TASK DETAILS
Lines that include the word "four" should be copied from the listing that follows.

EXTRACTED DATA
◆ ◆ ◆ ◆ ◆ ◆ ◆
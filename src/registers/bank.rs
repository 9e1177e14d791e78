// Copyright (c) 2025 Ronan LE MEILLAT, SCTG Development
// This file is part of the modbus-sim project and is licensed under the
// SCTG Development Non-Commercial License v1.0 (see LICENSE.md for details).

//! A single addressable register table
//!
//! A bank holds one of the four Modbus data kinds for one device. Storage is
//! sparse: only materialized addresses occupy memory, while the address space
//! is always 0..=65535.

use std::collections::BTreeMap;
use std::fmt;

use serde::{Deserialize, Serialize};

use crate::error::RegisterError;

/// Highest addressable register.
pub const MAX_ADDRESS: u32 = u16::MAX as u32;

/// The four Modbus register kinds.
#[derive(Debug, Clone, Copy, PartialEq, Eq, Hash, PartialOrd, Ord, Serialize, Deserialize)]
pub enum RegisterKind {
    DiscreteInput,
    Coil,
    HoldingRegister,
    InputRegister,
}

impl RegisterKind {
    /// All kinds, in snapshot order.
    pub const ALL: [RegisterKind; 4] = [
        RegisterKind::DiscreteInput,
        RegisterKind::Coil,
        RegisterKind::HoldingRegister,
        RegisterKind::InputRegister,
    ];

    /// Whether this kind stores single bits rather than 16-bit words.
    pub fn is_bit(self) -> bool {
        matches!(self, RegisterKind::DiscreteInput | RegisterKind::Coil)
    }

    /// The value an undefined address reads as when defaults are synthesized.
    pub fn default_value(self) -> RegisterValue {
        if self.is_bit() {
            RegisterValue::Bit(false)
        } else {
            RegisterValue::Word(0)
        }
    }

    pub(crate) fn index(self) -> usize {
        match self {
            RegisterKind::DiscreteInput => 0,
            RegisterKind::Coil => 1,
            RegisterKind::HoldingRegister => 2,
            RegisterKind::InputRegister => 3,
        }
    }
}

impl fmt::Display for RegisterKind {
    fn fmt(&self, f: &mut fmt::Formatter<'_>) -> fmt::Result {
        let name = match self {
            RegisterKind::DiscreteInput => "discrete input",
            RegisterKind::Coil => "coil",
            RegisterKind::HoldingRegister => "holding register",
            RegisterKind::InputRegister => "input register",
        };
        f.write_str(name)
    }
}

/// A register value, already resolved to the representation of its bank.
#[derive(Debug, Clone, Copy, PartialEq, Eq)]
pub enum RegisterValue {
    Bit(bool),
    Word(u16),
}

impl RegisterValue {
    /// True for `false` and `0`, the values a snapshot omits.
    pub fn is_default(self) -> bool {
        matches!(self, RegisterValue::Bit(false) | RegisterValue::Word(0))
    }

    pub fn as_bit(self) -> Option<bool> {
        match self {
            RegisterValue::Bit(bit) => Some(bit),
            RegisterValue::Word(_) => None,
        }
    }

    pub fn as_word(self) -> Option<u16> {
        match self {
            RegisterValue::Word(word) => Some(word),
            RegisterValue::Bit(_) => None,
        }
    }

    fn type_name(self) -> &'static str {
        match self {
            RegisterValue::Bit(_) => "bit",
            RegisterValue::Word(_) => "word",
        }
    }

    fn fits(self, kind: RegisterKind) -> bool {
        matches!(self, RegisterValue::Bit(_)) == kind.is_bit()
    }
}

/// Result of reading one address.
#[derive(Debug, Clone, Copy, PartialEq, Eq)]
pub enum ReadOutcome {
    Value(RegisterValue),
    /// The address is not materialized and the bank does not synthesize defaults.
    Miss,
}

impl ReadOutcome {
    pub fn value(self) -> Option<RegisterValue> {
        match self {
            ReadOutcome::Value(value) => Some(value),
            ReadOutcome::Miss => None,
        }
    }

    pub fn is_miss(self) -> bool {
        matches!(self, ReadOutcome::Miss)
    }
}

/// Sparse table of registers of one kind.
#[derive(Debug, Clone)]
pub struct RegisterBank {
    kind: RegisterKind,
    values: BTreeMap<u16, RegisterValue>,
    fill_undefined: bool,
    revision: u64,
}

impl RegisterBank {
    /// Create an empty bank.
    ///
    /// With `fill_undefined`, reads of absent addresses return the kind's
    /// default instead of [`ReadOutcome::Miss`].
    pub fn new(kind: RegisterKind, fill_undefined: bool) -> Self {
        Self {
            kind,
            values: BTreeMap::new(),
            fill_undefined,
            revision: 0,
        }
    }

    pub fn kind(&self) -> RegisterKind {
        self.kind
    }

    pub fn fills_undefined(&self) -> bool {
        self.fill_undefined
    }

    /// Number of materialized addresses.
    pub fn len(&self) -> usize {
        self.values.len()
    }

    pub fn is_empty(&self) -> bool {
        self.values.is_empty()
    }

    /// Read one address.
    pub fn read(&self, address: u32) -> ReadOutcome {
        let Ok(address) = u16::try_from(address) else {
            return ReadOutcome::Miss;
        };
        match self.values.get(&address) {
            Some(value) => ReadOutcome::Value(*value),
            None if self.fill_undefined => ReadOutcome::Value(self.kind.default_value()),
            None => ReadOutcome::Miss,
        }
    }

    /// Store a value and bump the bank revision.
    pub fn write(&mut self, address: u32, value: RegisterValue) -> Result<(), RegisterError> {
        let address = self.check(address, value)?;
        self.values.insert(address, value);
        self.revision += 1;
        Ok(())
    }

    /// Validate a write without applying it.
    pub fn check(&self, address: u32, value: RegisterValue) -> Result<u16, RegisterError> {
        let address = u16::try_from(address).map_err(|_| RegisterError::OutOfRange(address))?;
        if !value.fits(self.kind) {
            return Err(RegisterError::TypeMismatch {
                kind: self.kind,
                value: value.type_name(),
            });
        }
        Ok(address)
    }

    /// Whether the address holds an explicitly stored value.
    pub fn contains(&self, address: u32) -> bool {
        u16::try_from(address).is_ok_and(|address| self.values.contains_key(&address))
    }

    /// Every materialized address whose value is not the default, ascending.
    pub fn non_default_entries(&self) -> impl Iterator<Item = (u16, RegisterValue)> + '_ {
        self.values
            .iter()
            .filter(|(_, value)| !value.is_default())
            .map(|(address, value)| (*address, *value))
    }

    /// Replace the bank contents with `values`.
    ///
    /// Previously materialized addresses stay addressable but fall back to the
    /// default value; addresses in `values` are materialized. The revision is
    /// left untouched: the caller decides whether the new contents are clean.
    pub fn replace_values(
        &mut self,
        values: impl IntoIterator<Item = (u16, RegisterValue)>,
    ) -> Result<(), RegisterError> {
        let mut next: BTreeMap<u16, RegisterValue> = self
            .values
            .keys()
            .map(|address| (*address, self.kind.default_value()))
            .collect();
        for (address, value) in values {
            let address = self.check(u32::from(address), value)?;
            next.insert(address, value);
        }
        self.values = next;
        Ok(())
    }

    pub(crate) fn revision(&self) -> u64 {
        self.revision
    }
}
◆ ◆ ◆ ◆ ◆ ◆ ◆
SOLUTION TO THE PROBLEM
//! A bank holds one of the four Modbus data kinds for one device. Storage is
/// The four Modbus register kinds.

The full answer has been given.